• Records for this exercise
··········

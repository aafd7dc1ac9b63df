use std::sync::mpsc;

pub const VERSION: &str = env!("CARGO_PKG_VERSION");

/// Process-unique monotonic pane identifier. Stable across layout edits;
/// persisted as a string in session files.
pub type PaneId = u64;
/// Process-unique monotonic PTY identifier. A pane holds at most one.
pub type PtyId = u64;
/// Small positive workspace number, created lazily on first reference.
pub type WorkspaceId = u32;
/// Opaque session identifier (directory name under the sessions dir).
pub type SessionId = String;

// ─── Cell / terminal state ──────────────────────────────────────────────────

pub const ATTR_BOLD: u8 = 1;
pub const ATTR_DIM: u8 = 2;
pub const ATTR_ITALIC: u8 = 4;
pub const ATTR_UNDERLINE: u8 = 8;
pub const ATTR_STRIKETHROUGH: u8 = 16;
pub const ATTR_INVERSE: u8 = 32;

#[derive(Debug, Clone, Copy, PartialEq, Eq, Default)]
pub struct Rgb {
    pub r: u8,
    pub g: u8,
    pub b: u8,
}

impl Rgb {
    pub const fn new(r: u8, g: u8, b: u8) -> Self {
        Rgb { r, g, b }
    }
}

/// One screen cell. `width` is 1 or 2; a wide cell owns the column to its
/// right, which carries a continuation marker when drawn.
#[derive(Debug, Clone, PartialEq)]
pub struct Cell {
    pub ch: char,
    pub fg: Rgb,
    pub bg: Rgb,
    pub width: u8,
    pub attrs: u8,
}

impl Default for Cell {
    fn default() -> Self {
        Cell { ch: ' ', fg: Rgb::new(197, 200, 198), bg: Rgb::new(29, 31, 33), width: 1, attrs: 0 }
    }
}

#[derive(Debug, Clone, Copy, PartialEq, Eq, Default)]
pub struct CursorState {
    pub x: u16,
    pub y: u16,
    pub visible: bool,
}

#[derive(Debug, Clone, Copy, PartialEq, Eq, Default)]
pub enum CursorKeyMode {
    #[default]
    Normal,
    Application,
}

/// Snapshot of a PTY's live screen as produced by the emulator.
#[derive(Debug, Clone, Default)]
pub struct TerminalState {
    pub cols: u16,
    pub rows: u16,
    pub cursor: CursorState,
    pub cells: Vec<Vec<Cell>>,
    pub alternate_screen: bool,
    pub mouse_tracking: bool,
    pub cursor_key_mode: CursorKeyMode,
}

/// Where the viewport sits relative to the scrollback. `viewport_offset == 0`
/// means the live screen; positive values count rows back from the bottom.
#[derive(Debug, Clone, Copy, PartialEq, Eq, Default)]
pub struct ScrollState {
    pub viewport_offset: usize,
    pub scrollback_length: usize,
    pub is_at_bottom: bool,
    pub is_at_scrollback_limit: bool,
}

/// A unified emulator update: either a full replacement state or a sparse
/// row delta. The scroll state is always the one consistent with the same
/// update, never a cached one from an earlier tick.
#[derive(Debug, Clone)]
pub enum TerminalUpdate {
    Full(TerminalState),
    Delta {
        rows: Vec<(u16, Vec<Cell>)>,
        cursor: CursorState,
        alternate_screen: bool,
        mouse_tracking: bool,
        cursor_key_mode: CursorKeyMode,
    },
}

#[derive(Debug, Clone)]
pub struct UnifiedUpdate {
    /// Monotonic per-PTY sequence number; a full update supersedes any
    /// buffered deltas with lower numbers.
    pub seq: u64,
    pub update: TerminalUpdate,
    pub scroll: ScrollState,
}

// ─── Kitty graphics ─────────────────────────────────────────────────────────

#[derive(Debug, Clone, Copy, PartialEq, Eq, Hash)]
pub enum ImageFormat {
    Rgb,
    Rgba,
    Png,
    Gray,
    GrayAlpha,
}

#[derive(Debug, Clone, Copy, PartialEq, Eq, Hash)]
pub enum Compression {
    None,
    Zlib,
}

/// Image metadata as the guest transmitted it. Identity for dedup is the
/// 6-tuple returned by `identity()`: two transmissions with equal tuples
/// are the same image to the broker.
#[derive(Debug, Clone, PartialEq)]
pub struct KittyImageInfo {
    pub id: u32,
    pub number: u32,
    pub width: u32,
    pub height: u32,
    pub data_length: usize,
    pub format: ImageFormat,
    pub compression: Compression,
    pub implicit_id: bool,
    pub transmit_time: u64,
}

pub type ImageIdentity = (u64, usize, u32, u32, ImageFormat, Compression);

impl KittyImageInfo {
    pub fn identity(&self) -> ImageIdentity {
        (self.transmit_time, self.data_length, self.width, self.height, self.format, self.compression)
    }
}

#[derive(Debug, Clone, Copy, PartialEq, Eq, Hash)]
pub enum PlacementTag {
    Internal,
    Explicit,
}

/// One on-screen instance of an image. Coordinates are cell-grid units with
/// sub-cell pixel offsets; `screen_y` is absolute (scrollback included).
#[derive(Debug, Clone, PartialEq)]
pub struct KittyPlacement {
    pub image_id: u32,
    pub placement_id: u32,
    pub placement_tag: PlacementTag,
    pub screen_x: i32,
    pub screen_y: i64,
    pub x_offset: u32,
    pub y_offset: u32,
    pub source_x: u32,
    pub source_y: u32,
    pub source_width: u32,
    pub source_height: u32,
    pub columns: u32,
    pub rows: u32,
    pub z: i32,
}

#[derive(Debug, Clone, Copy, PartialEq, Eq, Hash)]
pub enum ScreenKind {
    Main,
    Alternate,
}

#[derive(Debug, Clone, Copy, PartialEq, Eq, Hash)]
pub enum PaneLayer {
    Base,
    Overlay,
}

// ─── Control plane ──────────────────────────────────────────────────────────

/// Pane selector grammar accepted by the control surface.
#[derive(Debug, Clone, PartialEq)]
pub enum PaneSelector {
    Focused,
    Main,
    /// 1-based stack position.
    Stack(usize),
    ById(PaneId),
    ByPty(PtyId),
}

#[derive(Debug, Clone, Copy, PartialEq, Eq)]
pub enum SplitDirection {
    Vertical,
    Horizontal,
}

/// Requests from control-socket connections, marshalled onto the UI task
/// via a channel. Responses travel back over per-request senders.
pub enum ControlRequest {
    SessionList(mpsc::Sender<String>),
    SessionCreate(String, mpsc::Sender<Result<(), String>>),
    SessionRename(String, String, mpsc::Sender<Result<(), String>>),
    SessionDelete(String, mpsc::Sender<Result<(), String>>),
    SessionSwitch(String, mpsc::Sender<Result<(), String>>),
    PaneSplit {
        direction: SplitDirection,
        workspace: Option<WorkspaceId>,
        selector: Option<PaneSelector>,
        resp: mpsc::Sender<Result<PaneId, String>>,
    },
    PaneSend {
        text: String,
        selector: Option<PaneSelector>,
        resp: mpsc::Sender<Result<(), String>>,
    },
    PaneCapture {
        lines: Option<usize>,
        raw: bool,
        selector: Option<PaneSelector>,
        resp: mpsc::Sender<Result<String, String>>,
    },
    Detach,
}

··········

• Requirement
Could you type out every entry again exactly as it stands?

• Answer for the task
repository aafd7dc1ac9b63df
use std::sync::mpsc;

pub const VERSION: &str = env!("CARGO_PKG_VERSION");

/// Process-unique monotonic pane identifier. Stable across layout edits;
/// persisted as a string in session files.
pub type PaneId = u64;
/// Process-unique monotonic PTY identifier. A pane holds at most one.
pub type PtyId = u64;
/// Small positive workspace number, created lazily on first reference.
pub type WorkspaceId = u32;
/// Opaque session identifier (directory name under the sessions dir).
pub type SessionId = String;

// ─── Cell / terminal state ──────────────────────────────────────────────────

pub const ATTR_BOLD: u8 = 1;
pub const ATTR_DIM: u8 = 2;
pub const ATTR_ITALIC: u8 = 4;
pub const ATTR_UNDERLINE: u8 = 8;
pub const ATTR_STRIKETHROUGH: u8 = 16;
pub const ATTR_INVERSE: u8 = 32;

#[derive(Debug, Clone, Copy, PartialEq, Eq, Default)]
pub struct Rgb {
    pub r: u8,
    pub g: u8,
    pub b: u8,
}

impl Rgb {
    pub const fn new(r: u8, g: u8, b: u8) -> Self {
        Rgb { r, g, b }
    }
}

/// One screen cell. `width` is 1 or 2; a wide cell owns the column to its
/// right, which carries a continuation marker when drawn.
#[derive(Debug, Clone, PartialEq)]
pub struct Cell {
    pub ch: char,
    pub fg: Rgb,
    pub bg: Rgb,
    pub width: u8,
    pub attrs: u8,
}

impl Default for Cell {
    fn default() -> Self {
        Cell { ch: ' ', fg: Rgb::new(197, 200, 198), bg: Rgb::new(29, 31, 33), width: 1, attrs: 0 }
    }
}

#[derive(Debug, Clone, Copy, PartialEq, Eq, Default)]
pub struct CursorState {
    pub x: u16,
    pub y: u16,
    pub visible: bool,
}

#[derive(Debug, Clone, Copy, PartialEq, Eq, Default)]
pub enum CursorKeyMode {
    #[default]
    Normal,
    Application,
}

/// Snapshot of a PTY's live screen as produced by the emulator.
#[derive(Debug, Clone, Default)]
pub struct TerminalState {
    pub cols: u16,
    pub rows: u16,
    pub cursor: CursorState,
    pub cells: Vec<Vec<Cell>>,
    pub alternate_screen: bool,
    pub mouse_tracking: bool,
    pub cursor_key_mode: CursorKeyMode,
}

/// Where the viewport sits relative to the scrollback. `viewport_offset == 0`
/// means the live screen; positive values count rows back from the bottom.
#[derive(Debug, Clone, Copy, PartialEq, Eq, Default)]
pub struct ScrollState {
    pub viewport_offset: usize,
    pub scrollback_length: usize,
    pub is_at_bottom: bool,
    pub is_at_scrollback_limit: bool,
}

/// A unified emulator update: either a full replacement state or a sparse
/// row delta. The scroll state is always the one consistent with the same
/// update, never a cached one from an earlier tick.
#[derive(Debug, Clone)]
pub enum TerminalUpdate {
    Full(TerminalState),
    Delta {
        rows: Vec<(u16, Vec<Cell>)>,
        cursor: CursorState,
        alternate_screen: bool,
        mouse_tracking: bool,
        cursor_key_mode: CursorKeyMode,
    },
}

#[derive(Debug, Clone)]
pub struct UnifiedUpdate {
    /// Monotonic per-PTY sequence number; a full update supersedes any
    /// buffered deltas with lower numbers.
    pub seq: u64,
    pub update: TerminalUpdate,
    pub scroll: ScrollState,
}

// ─── Kitty graphics ─────────────────────────────────────────────────────────

#[derive(Debug, Clone, Copy, PartialEq, Eq, Hash)]
pub enum ImageFormat {
    Rgb,
    Rgba,
    Png,
    Gray,
    GrayAlpha,
}

#[derive(Debug, Clone, Copy, PartialEq, Eq, Hash)]
pub enum Compression {
    None,
    Zlib,
}

/// Image metadata as the guest transmitted it. Identity for dedup is the
/// 6-tuple returned by `identity()`: two transmissions with equal tuples
/// are the same image to the broker.
#[derive(Debug, Clone, PartialEq)]
pub struct KittyImageInfo {
    pub id: u32,
    pub number: u32,
    pub width: u32,
    pub height: u32,
    pub data_length: usize,
    pub format: ImageFormat,
    pub compression: Compression,
    pub implicit_id: bool,
    pub transmit_time: u64,
}

pub type ImageIdentity = (u64, usize, u32, u32, ImageFormat, Compression);

impl KittyImageInfo {
    pub fn identity(&self) -> ImageIdentity {
        (self.transmit_time, self.data_length, self.width, self.height, self.format, self.compression)
    }
}

#[derive(Debug, Clone, Copy, PartialEq, Eq, Hash)]
pub enum PlacementTag {
    Internal,
    Explicit,
}

/// One on-screen instance of an image. Coordinates are cell-grid units with
/// sub-cell pixel offsets; `screen_y` is absolute (scrollback included).
#[derive(Debug, Clone, PartialEq)]
pub struct KittyPlacement {
    pub image_id: u32,
    pub placement_id: u32,
    pub placement_tag: PlacementTag,
    pub screen_x: i32,
    pub screen_y: i64,
    pub x_offset: u32,
    pub y_offset: u32,
    pub source_x: u32,
    pub source_y: u32,
    pub source_width: u32,
    pub source_height: u32,
    pub columns: u32,
    pub rows: u32,
    pub z: i32,
}

#[derive(Debug, Clone, Copy, PartialEq, Eq, Hash)]
pub enum ScreenKind {
    Main,
    Alternate,
}

#[derive(Debug, Clone, Copy, PartialEq, Eq, Hash)]
pub enum PaneLayer {
    Base,
    Overlay,
}

// ─── Control plane ──────────────────────────────────────────────────────────

/// Pane selector grammar accepted by the control surface.
#[derive(Debug, Clone, PartialEq)]
pub enum PaneSelector {
    Focused,
    Main,
    /// 1-based stack position.
    Stack(usize),
    ById(PaneId),
    ByPty(PtyId),
}

#[derive(Debug, Clone, Copy, PartialEq, Eq)]
pub enum SplitDirection {
    Vertical,
    Horizontal,
}

/// Requests from control-socket connections, marshalled onto the UI task
/// via a channel. Responses travel back over per-request senders.
pub enum ControlRequest {
    SessionList(mpsc::Sender<String>),
    SessionCreate(String, mpsc::Sender<Result<(), String>>),
    SessionRename(String, String, mpsc::Sender<Result<(), String>>),
    SessionDelete(String, mpsc::Sender<Result<(), String>>),
    SessionSwitch(String, mpsc::Sender<Result<(), String>>),
    PaneSplit {
        direction: SplitDirection,
        workspace: Option<WorkspaceId>,
        selector: Option<PaneSelector>,
        resp: mpsc::Sender<Result<PaneId, String>>,
    },
    PaneSend {
        text: String,
        selector: Option<PaneSelector>,
        resp: mpsc::Sender<Result<(), String>>,
    },
    PaneCapture {
        lines: Option<usize>,
        raw: bool,
        selector: Option<PaneSelector>,
        resp: mpsc::Sender<Result<String, String>>,
    },
    Detach,
}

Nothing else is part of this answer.